WHAT IS EXPECTED
The word "ActivationReport" appears in some lines of the entries. Say how many, and give nothing but the number.

EXTRACTED MATERIAL
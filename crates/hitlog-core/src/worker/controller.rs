//! The offline cache controller.
//!
//! `CacheController` plays the part of a service worker: it seeds the static
//! partition on install, purges stale partitions on activate, and answers
//! intercepted requests with a per-route caching strategy. The network and the
//! cache storage are injected, so the whole controller runs without a browser.

use std::future::Future;
use std::sync::{Arc, Mutex};

use futures::future::try_join_all;
use tokio::task::JoinHandle;
use tracing::{debug, info, warn};

use super::config::WorkerConfig;
use super::lifecycle::{Lifecycle, LifecycleState};
use super::routing::{self, AssetClassifier, AssetRules, Route};
use super::WorkerError;
use crate::cache::{CacheStorage, MatchOptions};
use crate::net::{Fetcher, Request, Response};

/// Lifecycle and fetch events delivered to the controller.
#[derive(Debug, Clone)]
pub enum WorkerEvent {
    Install,
    Activate,
    Fetch(Request),
}

#[derive(Debug)]
pub enum EventOutcome {
    Installed(InstallReport),
    Activated(ActivationReport),
    Fetch(FetchOutcome),
}

#[derive(Debug, Clone, PartialEq, Eq)]
pub struct InstallReport {
    pub partition: String,
    pub cached: usize,
}

#[derive(Debug, Clone, PartialEq, Eq)]
pub struct ActivationReport {
    pub deleted: Vec<String>,
}

/// Where an intercepted response came from.
#[derive(Debug, Clone, Copy, PartialEq, Eq)]
pub enum ResponseSource {
    Network,
    Cache,
    /// The cached shell document, served in place of a failed navigation.
    Shell,
    /// Made up by the controller because nothing else was available.
    Synthetic,
}
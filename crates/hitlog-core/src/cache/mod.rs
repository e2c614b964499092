//! Partitioned response cache for offline access.
//!
//! This module provides the `CacheStorage` capability used by the cache
//! controller, along with two implementations:
//! - `MemoryCacheStorage`: in-process, used by tests and one-shot runs
//! - `DiskCacheStorage`: one JSON file per partition under the cache directory
//!
//! Partitions are named buckets of request/response pairs. Every entry records
//! when it was cached so status displays can show its age.

pub mod disk;
pub mod memory;
pub mod storage;

pub use disk::DiskCacheStorage;
pub use memory::MemoryCacheStorage;
pub use storage::{CacheEntry, CacheStorage, CachedData, MatchOptions, Partition, PartitionInfo};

YOUR RESPONSE
2